TASK DESCRIPTION
There is one span to output from the data below: the lines starting at the line with "Self::new(digest)" and ending at the line with "pub fn finalize(self)". Output it exactly, ends included, nothing more.

DATA FOR ANALYSIS
// src/hash.rs

//! SHA-256 digests for spec identities and recipe integrity metadata
//!
//! Every content hash in spackle is a lowercase hex SHA-256 digest. Stored
//! values may carry an algorithm prefix (`sha256:...`); unprefixed values
//! are accepted for brevity in recipe files.

use sha2::{Digest, Sha256};
use std::fmt;

/// Length of a SHA-256 digest rendered as hex
pub const HEX_LEN: usize = 64;

/// Number of characters used when a hash is displayed in short form
pub const SHORT_LEN: usize = 7;

/// Hash parsing errors
#[derive(Debug, Clone, PartialEq, Eq)]
pub enum HashError {
    /// Algorithm prefix other than `sha256`
    UnknownAlgorithm(String),
    /// Hash string has the wrong length
    InvalidLength { expected: usize, got: usize },
    /// Hash string contains non-hex characters
    InvalidHex(String),
}

impl fmt::Display for HashError {
    fn fmt(&self, f: &mut fmt::Formatter<'_>) -> fmt::Result {
        match self {
            Self::UnknownAlgorithm(name) => write!(f, "unknown hash algorithm: {}", name),
            Self::InvalidLength { expected, got } => {
                write!(f, "invalid hash length: expected {}, got {}", expected, got)
            }
            Self::InvalidHex(s) => write!(f, "invalid hex in hash: {}", s),
        }
    }
}

impl std::error::Error for HashError {}

/// A validated SHA-256 digest
#[derive(Debug, Clone, PartialEq, Eq, Hash, PartialOrd, Ord)]
pub struct Hash {
    value: String,
}

impl Hash {
    /// Validate a hex digest
    pub fn new(value: impl Into<String>) -> Result<Self, HashError> {
        let value = value.into();
        if value.len() != HEX_LEN {
            return Err(HashError::InvalidLength {
                expected: HEX_LEN,
                got: value.len(),
            });
        }
        if !value.chars().all(|c| c.is_ascii_hexdigit()) {
            return Err(HashError::InvalidHex(value));
        }
        Ok(Self {
            value: value.to_lowercase(),
        })
    }

    fn new_unchecked(value: String) -> Self {
        Self { value }
    }

    /// Parse `sha256:abc...` or a bare digest
    pub fn parse_prefixed(s: &str) -> Result<Self, HashError> {
        match s.split_once(':') {
            Some((algo, digest)) => {
                if !matches!(algo.to_lowercase().as_str(), "sha256" | "sha-256") {
                    return Err(HashError::UnknownAlgorithm(algo.to_string()));
                }
                Self::new(digest)
            }
            None => Self::new(s),
        }
    }

    #[inline]
    pub fn as_str(&self) -> &str {
        &self.value
    }

    /// The first few characters, used for display and prefix lookups
    #[inline]
    pub fn short(&self) -> &str {
        &self.value[..SHORT_LEN]
    }
}

impl fmt::Display for Hash {
    fn fmt(&self, f: &mut fmt::Formatter<'_>) -> fmt::Result {
        write!(f, "{}", self.value)
    }
}

/// Incremental SHA-256 hasher
pub struct Hasher {
    state: Sha256,
}

impl Hasher {
    pub fn new() -> Self {
        Self {
            state: Sha256::new(),
        }
    }

    pub fn update(&mut self, data: &[u8]) {
        self.state.update(data);
    }

    pub fn finalize(self) -> Hash {
        Hash::new_unchecked(format!("{:x}", self.state.finalize()))
    }
}

impl Default for Hasher {
    fn default() -> Self {
        Self::new()
    }
}

/// Compute the digest of a byte slice
pub fn hash_bytes(data: &[u8]) -> Hash {
    let mut hasher = Hasher::new();
    hasher.update(data);
    hasher.finalize()
}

REPLY
                Self::new(digest)
            }
            None => Self::new(s),
        }
    }

    #[inline]
    pub fn as_str(&self) -> &str {
        &self.value
    }

    /// The first few characters, used for display and prefix lookups
    #[inline]
    pub fn short(&self) -> &str {
        &self.value[..SHORT_LEN]
    }
}

impl fmt::Display for Hash {
    fn fmt(&self, f: &mut fmt::Formatter<'_>) -> fmt::Result {
        write!(f, "{}", self.value)
    }
}

/// Incremental SHA-256 hasher
pub struct Hasher {
    state: Sha256,
}

impl Hasher {
    pub fn new() -> Self {
        Self {
            state: Sha256::new(),
        }
    }

    pub fn update(&mut self, data: &[u8]) {
        self.state.update(data);
    }

    pub fn finalize(self) -> Hash {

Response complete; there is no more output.